Al-Nadim, in his account on al-Ma’mun’s keen interest in collecting and translating books related to pre-Islamic sciences, narrates the following:
Between al-Ma’mun and the Byzantine emperor there was correspondence, for al-Ma’mun had sought aid opposing him. He wrote to the Byzantine emperor asking the permission to obtain a selection of old scientific (manuscripts) stored and treasured in the Byzantine country. After first refusing, he complied with this. Accordingly, al-Ma’mun sent forth a group of men among whom were al-Hajjaj, Ibn Matar, Ibn al-Batriq, Salm, Sahib (director) of Bayt al-Hikma and others besides them. He brought the books selected from what they had found. Upon bringing them to him, he ordered to translate, so they made the translation.8
In this paragraph, we can see a direct connection with the Bayt al-Hikma by mentioning the name of its director, Salm. Despite the fact that there is no explicit mention that the books were collected for the Bayt al-Hikma, it goes without saying that these books would have eventually been deposited there.
Ibn Nubata al-Masri (d. 1366) tells us that al-Ma’mun became aware of the existence of a library containing Greek philosophers’ works kept in Cyprus and that it was closed and not accessible. Al-Ma’mun kept good relations with the ruler of Cyprus and asked him to send this library. The ruler of Cyprus summoned his advisors and asked their opinion, and with one exception they all were against accepting al-Ma’mun’s request. The bishop who was in favor of sending these books was of the opinion that “these rational sciences, wherever they were introduced, they distempered and provoked disagreement among scholars”, so the narrative goes on that the ruler of Cyprus accepted the caliph’s request, and the books were sent.9
Ibn Nubata also narrates that al-Ma’mun put Sahl bin Harun in charge of the repository of wisdom (Khizanat al-hikma) where books of philosophers transferred from Cyprus were kept.

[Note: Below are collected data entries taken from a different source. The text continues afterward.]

use serde::{Deserialize, Serialize};

use super::spec::OutputFormat;

/// Phase the executor is in; the final value is kept on the result
#[derive(Debug, Clone, Copy, Default, PartialEq, Eq, Serialize, Deserialize)]
#[serde(rename_all = "camelCase")]
pub enum PipelineState {
    #[default]
    Idle,
    Selecting,
    Filtering,
    Operating,
    Formatting,
    Done,
    Failed,
}

/// One document x operation pair
#[derive(Debug, Clone, Default, PartialEq, Serialize, Deserialize)]
#[serde(rename_all = "camelCase")]
pub struct OperationRecord {
    /// Vault-relative path of the document when the operation started
    pub document: String,
    /// Wire name of the operation
    pub operation: String,
    #[serde(default, skip_serializing_if = "Option::is_none")]
    pub target_path: Option<String>,
    #[serde(default, skip_serializing_if = "Option::is_none")]
    pub message: Option<String>,
    #[serde(default, skip_serializing_if = "Option::is_none")]
    pub links_updated: Option<usize>,
}

#[derive(Debug, Clone, Copy, Default, PartialEq, Eq, Serialize, Deserialize)]
#[serde(rename_all = "camelCase")]
pub struct OperationCounts {
    pub succeeded: usize,
    pub failed: usize,
    pub skipped: usize,
}

#[derive(Debug, Clone, Default, PartialEq, Serialize, Deserialize)]
#[serde(rename_all = "camelCase")]
pub struct OperationResults {
    pub succeeded: Vec<OperationRecord>,
    pub failed: Vec<OperationRecord>,
    pub skipped: Vec<OperationRecord>,
}

/// Paths of the processed documents
#[derive(Debug, Clone, PartialEq, Serialize, Deserialize)]
#[serde(rename_all = "camelCase")]
pub struct PipelineOutput {
    pub format: OutputFormat,
    pub documents: Vec<String>,
}

/// Outcome of a pipeline run
#[derive(Debug, Clone, Default, PartialEq, Serialize, Deserialize)]
#[serde(rename_all = "camelCase")]
pub struct PipelineResult {
    /// No operation failed
    pub success: bool,
    /// Documents left after filtering and truncation
    pub documents_processed: usize,
    pub operations: OperationCounts,
    pub results: OperationResults,
    /// Error messages from failed operations
    pub errors: Vec<String>,
    #[serde(default, skip_serializing_if = "Option::is_none")]
    pub output: Option<PipelineOutput>,
    pub state: PipelineState,
}

impl PipelineResult {
    pub fn new(documents_processed: usize) -> Self {
        Self {
            success: true,
            documents_processed,
            ..Default::default()
        }
    }

    /// Selection blew up before any document was known
    pub fn selection_failed(message: String) -> Self {
        let mut result = Self::new(0);
        result.record_failure(OperationRecord {
            operation: "select".to_string(),
            message: Some(message),
            ..Default::default()
        });
        result.state = PipelineState::Failed;
        result
    }

    pub fn record_success(&mut self, record: OperationRecord) {
        self.operations.succeeded += 1;
        self.results.succeeded.push(record);
    }

    pub fn record_skip(&mut self, record: OperationRecord) {
        self.operations.skipped += 1;
        self.results.skipped.push(record);
    }

    /// Record a failure; its message also lands in `errors`
    pub fn record_failure(&mut self, record: OperationRecord) {
        let message = record.message.clone().unwrap_or_default();
        self.errors.push(if record.document.is_empty() {
            message
        } else {
            format!("{} ({}): {}", record.document, record.operation, message)
        });
        self.operations.failed += 1;
        self.results.failed.push(record);
        self.success = false;
    }
}
impl VaultIndex {
    /// Empty index; nothing is scanned until [`refresh`](Self::refresh)
    pub fn new(vault_root: impl Into<PathBuf>, config: RelocationConfig) -> Self {
        Self {
            vault_root: normalize(&vault_root.into()),
            config,
            documents: RwLock::new(BTreeMap::new()),
        }
    }

    /// Scan the vault and return a ready index
    pub async fn build(
        vault_root: impl Into<PathBuf>,
        config: RelocationConfig,
    ) -> Result<Self, IndexError> {
        let index = Self::new(vault_root, config);
        index.refresh().await?;
        Ok(index)
    }

    /// Rescan the vault, replacing everything held in memory
    pub async fn refresh(&self) -> Result<usize, IndexError> {
        let root = self.vault_root.clone();
        let config = self.config.clone();
        let scanned = tokio::task::spawn_blocking(move || scan_vault(&root, &config))
            .await
            .map_err(|e| IndexError::Unavailable(format!("Scan task failed: {}", e)))?;

        let count = scanned.len();
        let mut documents = self
            .documents
            .write()
            .map_err(|_| IndexError::Unavailable("Index lock poisoned".to_string()))?;
        *documents = scanned;

        tracing::info!(root = %self.vault_root.display(), documents = count, "Indexed vault");
        Ok(count)
    }

    pub fn len(&self) -> usize {
        self.documents.read().map(|d| d.len()).unwrap_or(0)
    }

    pub fn is_empty(&self) -> bool {
        self.len() == 0
    }

    fn read(
        &self,
    ) -> Result<std::sync::RwLockReadGuard<'_, BTreeMap<PathBuf, Document>>, IndexError> {
        self.documents
            .read()
            .map_err(|_| IndexError::Unavailable("Index lock poisoned".to_string()))
    }

    fn matches(&self, document: &Document, condition: &QueryCondition) -> bool {
        let field = condition.field.as_str();
        match field {
            "name" => condition.matcher.matches_str(&document.metadata.name),
            "path" => vault_relative(&self.vault_root, &document.path)
                .map(|rel| condition.matcher.matches_str(&rel))
                .unwrap_or(false),
            "folder" => {
                let folder =
                    vault_relative(&self.vault_root, document.parent_dir()).unwrap_or_default();
                condition.matcher.matches_str(&folder)
            }
            "extension" => document
                .path
                .extension()
                .map(|e| condition.matcher.matches_str(&e.to_string_lossy()))
                .unwrap_or(false),
            "tag" | "tags" => {
                let matcher = strip_hash(&condition.matcher);
                document
                    .metadata
                    .tags
                    .iter()
                    .any(|tag| matcher.matches_str(tag))
            }
            key => document
                .metadata
                .frontmatter
                .get(key)
                .map(|value| condition.matcher.matches_value(value))
                .unwrap_or(false),
        }
    }
}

The rationale behind this story is kind of an antirational school of thinking, nonetheless it indicates that al-Ma’mun was after Greek books all over.
B Patronage Associated with the Library
One of the well-documented examples of al-Ma’mun’s patronage for scholars is the story of famous Arab grammarian Ibn al-Farra (d. 207/822) and his book al-Hudud. The report handed down to us by al-Khatib al-Baghdadi (d. 1071) in his famed book on the history of Baghdad indicates that Ibn al-Farra, upon approaching al-Ma’mun, received instructions to write a book that would compile the principles of Arabic grammar. Al-Ma’mun also allocated a special place for him at the Domicile (al-dar) and delegated slave maids and servants to attend to all his needs so that he may not endure any yearnings or feelings of estrangement. There were people even to keep him informed of the prayer times, scribes to record what he dictated, and still others to meet his financials needs, until he finished compiling the book al-Hudud after two years, which al-Ma’mun ordered to be copied and kept in libraries (khaza’in), then he was allowed to mix with people.10 This account is an example of the ideal and comprehensive patronage and care to which any scholars aspires so that he may dedicate himself to authorship.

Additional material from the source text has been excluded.